In addition, Wyeth has recorded provisions for uncertain tax positions. As disclosed in Wyeth’s 2008 Annual Report on Form 10-K for the year ended December 31, 2008, these assessments involve “complex judgments about future events and rely on estimates and assumptions by management.” Income taxes are exceptions to both the recognition and fair value measurement principles under the acquisition method of accounting and they continue to be accounted for under the asset recognition model used by Wyeth prior to the merger, as required. Since Wyeth’s accounting approach prior to the merger was subject to external audit and as Wyeth management, unlike Pfizer management, had full and complete access to relevant information about these tax positions, Pfizer believes that it has no basis for modifying Wyeth’s application of these standards. Accordingly, for the purpose of these unaudited pro forma condensed combined financial statements, Pfizer has not adjusted the Wyeth book values. This assessment is preliminary and subject to change.

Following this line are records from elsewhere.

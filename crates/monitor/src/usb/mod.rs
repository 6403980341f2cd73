//! USB subsystem
//!
//! Device enumeration for the dock monitor:
//! - [`DeviceEnumerator`]: the snapshot seam the poll loop drives
//! - [`UsbEnumerator`]: libusb-backed implementation via rusb
//! - [`Retrying`]: fixed-delay retry wrapper around any enumerator

pub mod device;
pub mod enumerator;

pub use device::{DeviceSummary, device_id};
pub use enumerator::{DeviceEnumerator, Retrying, UsbEnumerator};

(f) As of the effective time of the merger, Pfizer will provide deferred taxes and other tax adjustments as part of the accounting for the acquisition, primarily related to the estimated fair value adjustments for acquired inventory, property, plant and equipment, intangibles and assumed debt (see Note 6. Pro Forma Adjustments, items g, i, k and o). In addition, Pfizer will provide deferred taxes on Wyeth’s unremitted earnings for which no taxes have been previously provided, as it is Pfizer’s current intention to repatriate these earnings as opposed to permanently reinvesting them overseas. The amount of these deferred taxes, which is calculated by Wyeth on an annual basis as of December 31, is based upon Wyeth’s 2008 Annual Report on Form 10-K for the year ended December 31, 2008, and this disclosure is the basis for Pfizer’s repatriation adjustment.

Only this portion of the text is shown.